This discount is simply an invitation for transmission providers to 
ignore Factor Category Seven.
---------------------------------------------------------------------------

    \268\ Final Rule, 187 FERC ] 61,068 at P 484.
---------------------------------------------------------------------------

    114. Even worse, when a transmission provider expends its 
limited resources to read the tea leaves of corporate commitments 
and include them in the Long-Term Scenarios, that inclusion will 
result in a violation of the FPA. Applying the costs of one 
corporation's commitments to all of the transmission provider's 
customers amounts to undue discrimination against similarly situated 
customers without corporate commitments while bestowing an undue 
preference for those similarly situated customers with corporate 
commitments. Further, most utility customers are at a resource and 
access disadvantage to the deep-pocketed special interests 
(including the corporate commitments driven by their wealthy and 
sophisticated investor class) that enjoy influence and power. Rather 
than sticking the consumers with any part of the bill for the gold 
plating necessary for a different customer's corporate preferences, 
this Commission should not depart from its cost allocation 
precedent. Under that precedent, the beneficiaries are required to 
pay for the upgrades they are driving. This Commission should not 
now saddle less powerful people and small businesses with the costs 
of the choices made by influential corporations and their managers 
and investors.\269\
---------------------------------------------------------------------------

    \269\ I also have grave concerns that the final rule tasks 
transmission planning engineers to try their hands at becoming Wall 
Street analysts when they attempt to guess how serious any of the 
corporate commitments really are.
---------------------------------------------------------------------------

    115. Let me be clear about how egregious and unfair this idea is 
with a hypothetical scenario. Suppose that a Fortune 500 company 
pressured by its investors commits to a corporate goal that it will 
only purchase electric power from certain preferred generation 
sources within a decade. It similarly commits to discriminate 
against power sourced from non-preferred generation resources. The 
transmission provider then informs the corporate customer that 
transmission upgrades will be necessary in order for those favored 
generation resources to actually deliver power to the corporate 
customer's facilities and to avoid receiving power from the non-
preferred resources. Next, the transmission provider includes those 
upgrades in Factor Category Seven. Later, the transmission provider 
builds the necessary upgrades according to its regional transmission 
plan and incurs significant cost in doing so. Instead of attributing 
those costs to the corporate customer, the transmission provider 
socializes the upgrade costs to all of its customers.

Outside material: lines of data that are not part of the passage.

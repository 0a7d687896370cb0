pub mod auto;
pub mod board;
pub mod config;
pub mod ping;
pub mod signal;
pub mod watch;

use classpulse_core::{Config, HttpCounterClient};

/// Build the HTTP client from the stored configuration.
pub fn client() -> Result<(Config, HttpCounterClient), Box<dyn std::error::Error>> {
    let cfg = Config::load_or_default();
    let client = HttpCounterClient::new(&cfg.remote.base_url)?;
    Ok((cfg, client))
}
//! Fire one "I'm confused" signal through the button state machine.

use classpulse_core::{SignalRunner, TerminalNotifier, TerminalStatus};

pub async fn run(wait: bool) -> Result<(), Box<dyn std::error::Error>> {
    let (cfg, client) = super::client()?;
    let mut runner = SignalRunner::new(&cfg, client, TerminalNotifier, TerminalStatus::new());

    let event = runner.fire().await;
    println!("{}", serde_json::to_string_pretty(&event)?);

    if wait {
        if let Some(reset) = runner.wait_for_reset().await {
            println!("{}", serde_json::to_string_pretty(&reset)?);
        }
    }

    Ok(())
}
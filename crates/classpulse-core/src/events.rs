use chrono::{DateTime, Utc};
use serde::{Deserialize, Serialize};

use crate::gauge::Threshold;

/// Every user-visible state change produces an Event.
/// The CLI prints them; runners hand them to the notification channel.
#[derive(Debug, Clone, Serialize, Deserialize)]
#[serde(tag = "type")]
pub enum Event {
    GaugeShown {
        at: DateTime<Utc>,
    },
    GaugeHidden {
        at: DateTime<Utc>,
    },
    GaugeUpdated {
        count: i64,
        filled: usize,
        at: DateTime<Utc>,
    },
    /// A poll cycle failed; gauge state was left untouched.
    GaugeErrored {
        message: String,
        at: DateTime<Utc>,
    },
    ThresholdCrossed {
        threshold: Threshold,
        count: i64,
        at: DateTime<Utc>,
    },
    SignalSent {
        at: DateTime<Utc>,
    },
    /// Repeated activation while the button was still in its fired state.
    SignalDebounced {
        at: DateTime<Utc>,
    },
    /// A manual increment failed; button state was left untouched.
    SignalFailed {
        message: String,
        at: DateTime<Utc>,
    },
    SignalReset {
        at: DateTime<Utc>,
    },
    AutoLoopEnabled {
        at: DateTime<Utc>,
    },
    AutoLoopDisabled {
        /// Set when the loop disabled itself after a tick failure,
        /// absent for a manual toggle off.
        reason: Option<String>,
        at: DateTime<Utc>,
    },
}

Rather than 
holding the actual cost causer accountable for the increase, the 
final rule instead dictates that the costs directly resulting from 
the customer's corporate commitment benefit all ratepayers because 
there are necessarily reliability and economic benefits that result 
from all transmission development. Then these increased costs are 
socialized across all of the transmission provider's customers. This 
realistic outcome is, to put it mildly, grossly unfair to consumers 
and a violation of the FPA.
    116. Now suppose that a neighboring corporate customer (that 
receives an identical class of electric service as the customer in 
the prior hypothetical) announces in response its own corporate goal 
that it will never consider any factors other than reliability and 
cost in purchasing electric power because it wants to keep its costs 
as low as possible no matter what. How is a transmission provider 
supposed to accommodate that second corporate goal? Do the two 
commitments simply cancel each other out? Will the transmission 
provider carve out the second corporate customer? Where would that 
leave the customers who are silent with respect to these competing 
corporate goals? The final rule fails to answer these questions.

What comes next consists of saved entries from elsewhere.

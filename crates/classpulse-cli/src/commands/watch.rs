//! Live gauge command: show the bar, poll until Ctrl-C, then hide it.

use classpulse_core::{GaugeRunner, NullSurface, TerminalNotifier, TerminalStatus};

pub async fn run(json: bool) -> Result<(), Box<dyn std::error::Error>> {
    let (cfg, client) = super::client()?;

    if json {
        // Headless mode: lifecycle events as JSON lines, no status bar.
        let (tx, mut rx) = tokio::sync::mpsc::unbounded_channel();
        let mut runner =
            GaugeRunner::new(&cfg, client, TerminalNotifier, NullSurface).with_events(tx);

        let printer = tokio::spawn(async move {
            while let Some(event) = rx.recv().await {
                if let Ok(line) = serde_json::to_string(&event) {
                    println!("{line}");
                }
            }
        });

        tokio::select! {
            _ = runner.run() => {}
            _ = tokio::signal::ctrl_c() => {}
        }
        runner.hide();
        drop(runner); // closes the event channel
        let _ = printer.await;
    } else {
        let mut runner = GaugeRunner::new(&cfg, client, TerminalNotifier, TerminalStatus::new());
        tokio::select! {
            _ = runner.run() => {}
            _ = tokio::signal::ctrl_c() => {}
        }
        let event = runner.hide();
        println!("{}", serde_json::to_string_pretty(&event)?);
    }

    Ok(())
}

c. The Final Rule Walks Back the NOPR Proposal To Remove the CWIP 
Incentive

    117. Today's final rule also walks back the widely supported 
proposal to remove the CWIP transmission incentive. As I have 
discussed above, it is apparent that the pretextual goal of this 
final rule is to get transmission built to serve political and 
corporate goals, no matter the cost and no matter who actually 
benefits from it.
    118. As I noted on numerous occasions, a core principle of 
utility law and regulation for decades is that consumers can be 
forced to pay costs only for assets that are ``used and useful'' to 
them. In Order No. 679, the Commission determined that it may be 
necessary to depart from this long-standing ratemaking principle to 
``address the substantial challenges and risks in constructing new 
transmission.'' \270\ And in my prior statements, I questioned, 
among other concerns, whether the Commission's determination of 
whether ``substantial challenges and risks'' exist when granting the 
various transmission incentives has becoming nothing more than a 
check-the-box exercise.\271\ In particular, I noted:
---------------------------------------------------------------------------

    \270\ Promoting Transmission Inv. through Pricing Reform, Order 
No. 679, 116 FERC ] 61,057, at PP 26, 117, order on reh'g, Order No. 
679-A, 117 FERC ] 61,345 (2006), order on reh'g, 119 FERC ] 61,062 
(2007).
    \271\ See supra n.61.

    The Commission's incentive policies--particularly the CWIP 
Incentive, which allows recovery of costs before a project has been 
put into service--run the risk of making consumers ``the bank'' for 
the transmission developer; but, unlike a real bank, which gets to 
charge interest for the money it loans, under our existing 
incentives policies the consumer not only effectively ``loans'' the 
money through the formula rates mechanism, but also pays the utility 
a profit, known as Return on Equity, or ``ROE,'' for the privilege 
of serving as the utility's de facto lender.\272\
---------------------------------------------------------------------------

    \272\ February 2022 Concurrence at P 3 (emphasis in original); 
July 2022 Concurrence at P 3 (citation omitted); see also NOPR 
Concurrence at P 15 (``CWIP is, of course, passed through as a cost 
to consumers, making consumers effectively an involuntary lender to 
the developer . . . . Consumers should be protected from paying CWIP 
costs during this potentially long period before a project actually 
enters service, if it ever does.''), https://www.ferc.gov/news-events/news/commissioner-christies-concurrence-e-1-regional-transmission-planning-and-cost.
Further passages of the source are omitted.